Seven Years in Tibet: True story — Heinrich Harrer’s secretive life

Seven Years in Tibet

Seven Years in Tibet tells the story of an unlikely friendship between an Austrian mountaineer and the 14th Dalai Lama. The Dalai Lama and Heinrich Harrer meet after Harrer escapes a British prisoner-of-war camp in India during World War II. Harrer and his compatriot Peter Aufschnaiter arrive in Tibet after trekking the treacherous high plateau. 

When Harrer arrives, the 14th Dalai Lama, who’s still a boy, accepts the foreigner as a friend, advisor, and confidant. Harrer’s seven years in Tibet end when Chinese communist forces invade and occupy the country. 

Seven Years in Tibet is based on Heinrich Harrer’s true experience in the country

After fleeing Tibet, Harrer wrote an autobiographical book titled Seven Years in Tibet: My Life Before, During and After. Jean-Jacques Annaud adapted the text into the 1997 film Seven Years in Tibet, starring Brad Pitt. 

Seven Years in Tibet is based on a true story, but Jacques took some creative liberties in telling the story. For instance, Harrer didn’t describe himself or his life in Germany before his imprisonment, so Annaud had to give him a backstory.

The 14th Dalai Lama and Heinrich Harrer

Heinrich shared a son, Peter Harrer, with his first wife Charlotte Wegener. The couple’s marriage was dissolved while Harrer was captured in India. 

The film falsely alleges that Harrer entrusted his friend Horst Immerhof to take care of Peter and Charlotte. In reality, Peter was raised by Wegener’s mother. Annaud gave Harrer a made-up backstory because of the many holes in the Austrian’s life. The film’s director said:

“What fascinated me were the secrets. I wanted to invent what Harrer was not saying. The book is very interesting. But the man never talks about his past, he never talks about his roots, he never talks about his family, he never talks about his Germany.”

On the other hand, the film’s description of Harrer’s friendship with the Dalai Lama is accurate. The pair remained friends until Heinrich’s death in January 2006.

Harrer was criticized when it emerged that he was a Nazi SS soldier

A crucial aspect of Heinrich Harrer’s life that’s missing in Seven Years in Tibet is his service in the Nazi SS. Perhaps Heinrich refused to divulge his past in his autobiography because he didn’t want people to learn of his association with the Nazis. 

“No one forced him to join the SS,” Rabbi Abraham Cooper of the Simon Wiesenthal Center in Los Angeles, a human rights group for Holocaust studies, told The New York Times. Rabbi Cooper added:

“Here is someone who insists on the public limelight and has never utilized that opportunity to make a definitive statement saying: ‘I wasn’t a kid. I made a terrible mistake. I voluntarily embraced a racist ideology that nearly brought this planet to ruin.’”

Heinrich Harrer at Dover Heights. December 8, 1961. | Photo by Antony Matheus Linsen/Fairfax Media

The Simon Wiesenthal Center found no evidence that Heinrich engaged in any atrocities when associated with the SS. Rabbi Cooper stated that Harrer was suffering from ‘Waldheimer’s disease,’ in reference to Kurt Waldheim, the former UN Sec. Gen., who hid his Nazi past for decades. 

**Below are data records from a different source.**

use std::collections::HashMap;
use std::path::PathBuf;

use anyhow::{Context, Result};
use chrono::{DateTime, Utc};
use market_core::EntryKind;
use serde::{Deserialize, Serialize};
use tokio::sync::Mutex;

/// One held position, keyed by base-asset symbol in the store.
#[derive(Debug, Clone, Serialize, Deserialize)]
pub struct Holding {
    pub avg_price: f64,
    pub quantity: f64,
    pub grade: String,
    #[serde(default)]
    pub entry: EntryKind,
    pub buy_time: DateTime<Utc>,
}

impl Holding {
    /// Profit in percent against a live price. A missing average price means
    /// the entry was recorded before fills resolved; report flat rather than
    /// a fictitious -100%.
    pub fn profit_pct(&self, price: f64) -> f64 {
        if self.avg_price <= 0.0 {
            return 0.0;
        }
        (price - self.avg_price) / self.avg_price * 100.0
    }

    pub fn bars_held(&self, now: DateTime<Utc>, bar_minutes: i64) -> u32 {
        let held = now.signed_duration_since(self.buy_time).num_minutes();
        (held / bar_minutes).max(0) as u32
    }
}

/// JSON-file holdings store. Mutation goes through typed methods and the
/// file is rewritten after every change.
pub struct InventoryStore {
    path: PathBuf,
    holdings: Mutex<HashMap<String, Holding>>,
}

impl InventoryStore {
    pub fn open(path: impl Into<PathBuf>) -> Result<Self> {
        let path = path.into();
        let holdings = if path.exists() {
            let raw = std::fs::read_to_string(&path)
                .with_context(|| format!("reading {}", path.display()))?;
            serde_json::from_str(&raw).with_context(|| format!("parsing {}", path.display()))?
        } else {
            HashMap::new()
        };
        Ok(Self {
            path,
            holdings: Mutex::new(holdings),
        })
    }

    pub async fn symbols(&self) -> Vec<String> {
        self.holdings.lock().await.keys().cloned().collect()
    }

    pub async fn get(&self, symbol: &str) -> Option<Holding> {
        self.holdings.lock().await.get(symbol).cloned()
    }

    pub async fn contains(&self, symbol: &str) -> bool {
        self.holdings.lock().await.contains_key(symbol)
    }

    pub async fn len(&self) -> usize {
        self.holdings.lock().await.len()
    }

    /// Record a fill, merging into an existing position at the
    /// quantity-weighted average price.
    pub async fn record_buy(
        &self,
        symbol: &str,
        price: f64,
        quantity: f64,
        grade: &str,
        entry: EntryKind,
        now: DateTime<Utc>,
    ) -> Result<()> {
        let mut holdings = self.holdings.lock().await;
        match holdings.get_mut(symbol) {
            Some(holding) => {
                let total_qty = holding.quantity + quantity;
                if total_qty > 0.0 {
                    holding.avg_price =
                        (holding.avg_price * holding.quantity + price * quantity) / total_qty;
                }
                holding.quantity = total_qty;
                holding.grade = grade.to_string();
            }
            None => {
                holdings.insert(
                    symbol.to_string(),
                    Holding {
                        avg_price: price,
                        quantity,
                        grade: grade.to_string(),
                        entry,
                        buy_time: now,
                    },
                );
            }
        }
        Self::persist(&self.path, &holdings)
    }

    /// Reduce a position; removes it entirely when the remainder is dust.
    pub async fn record_sell(&self, symbol: &str, quantity: f64) -> Result<()> {
        let mut holdings = self.holdings.lock().await;
        if let Some(holding) = holdings.get_mut(symbol) {
            holding.quantity -= quantity;
            if holding.quantity <= 1e-8 {
                holdings.remove(symbol);
            }
        }
        Self::persist(&self.path, &holdings)
    }

    fn persist(path: &PathBuf, holdings: &HashMap<String, Holding>) -> Result<()> {
        let raw = serde_json::to_string_pretty(holdings)?;
        std::fs::write(path, raw).with_context(|| format!("writing {}", path.display()))
    }
}

#[cfg(test)]
mod tests {
    use super::*;
    use chrono::TimeZone;

    fn now() -> DateTime<Utc> {
        Utc.with_ymd_and_hms(2025, 6, 1, 12, 0, 0).unwrap()
    }

    #[tokio::test]
    async fn buy_merges_at_weighted_average() {
        let dir = tempfile::tempdir().unwrap();
        let store = InventoryStore::open(dir.path().join("inv.json")).unwrap();

        store
            .record_buy("BTC", 100.0, 1.0, "S", EntryKind::Standard, now())
            .await
            .unwrap();
        store
            .record_buy("BTC", 200.0, 1.0, "S", EntryKind::Standard, now())
            .await
            .unwrap();

        let holding = store.get("BTC").await.unwrap();
        assert!((holding.avg_price - 150.0).abs() < 1e-9);
        assert!((holding.quantity - 2.0).abs() < 1e-9);
    }

    #[tokio::test]
    async fn sell_to_dust_removes_position() {
        let dir = tempfile::tempdir().unwrap();
        let store = InventoryStore::open(dir.path().join("inv.json")).unwrap();

        store
            .record_buy("ETH", 50.0, 2.0, "A", EntryKind::Standard, now())
            .await
            .unwrap();
        store.record_sell("ETH", 1.0).await.unwrap();
        assert!(store.contains("ETH").await);
        store.record_sell("ETH", 1.0).await.unwrap();
        assert!(!store.contains("ETH").await);
    }

    #[tokio::test]
    async fn reloads_from_disk() {
        let dir = tempfile::tempdir().unwrap();
        let path = dir.path().join("inv.json");
        {
            let store = InventoryStore::open(&path).unwrap();
            store
                .record_buy("XRP", 500.0, 10.0, "A+", EntryKind::Reversal, now())
                .await
                .unwrap();
        }
        let store = InventoryStore::open(&path).unwrap();
        let holding = store.get("XRP").await.unwrap();
        assert_eq!(holding.quantity, 10.0);
        assert_eq!(holding.entry, EntryKind::Reversal);
    }

    #[test]
    fn zero_avg_price_reports_flat_profit() {
        let holding = Holding {
            avg_price: 0.0,
            quantity: 1.0,
            grade: "B".to_string(),
            entry: EntryKind::Standard,
            buy_time: now(),
        };
        assert_eq!(holding.profit_pct(123.0), 0.0);
    }

    #[test]
    fn bars_held_floors_by_timeframe() {
        let holding = Holding {
            avg_price: 100.0,
            quantity: 1.0,
            grade: "S".to_string(),
            entry: EntryKind::Standard,
            buy_time: now(),
        };
        let later = now() + chrono::Duration::minutes(95);
        assert_eq!(holding.bars_held(later, 30), 3);
        assert_eq!(holding.bars_held(now(), 30), 0);
    }
}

Harrer referred to the revelation as ‘extremely unpleasant,’ adding that he had a clean conscience. His association with the Nazis was unfortunate, Harrer said, but he just had to ‘grin and bear it.’

Jean-Jacques Annaud suspected Harrer was involved with the Nazis but took comfort in his life after the war. He told The New York Times:

“When he returned after the Second World War and seven years in Tibet, he devoted his life to nonviolence, human rights and racial equality. The film, ‘Seven Years in Tibet,’ revolves around guilt, remorse and redemption.”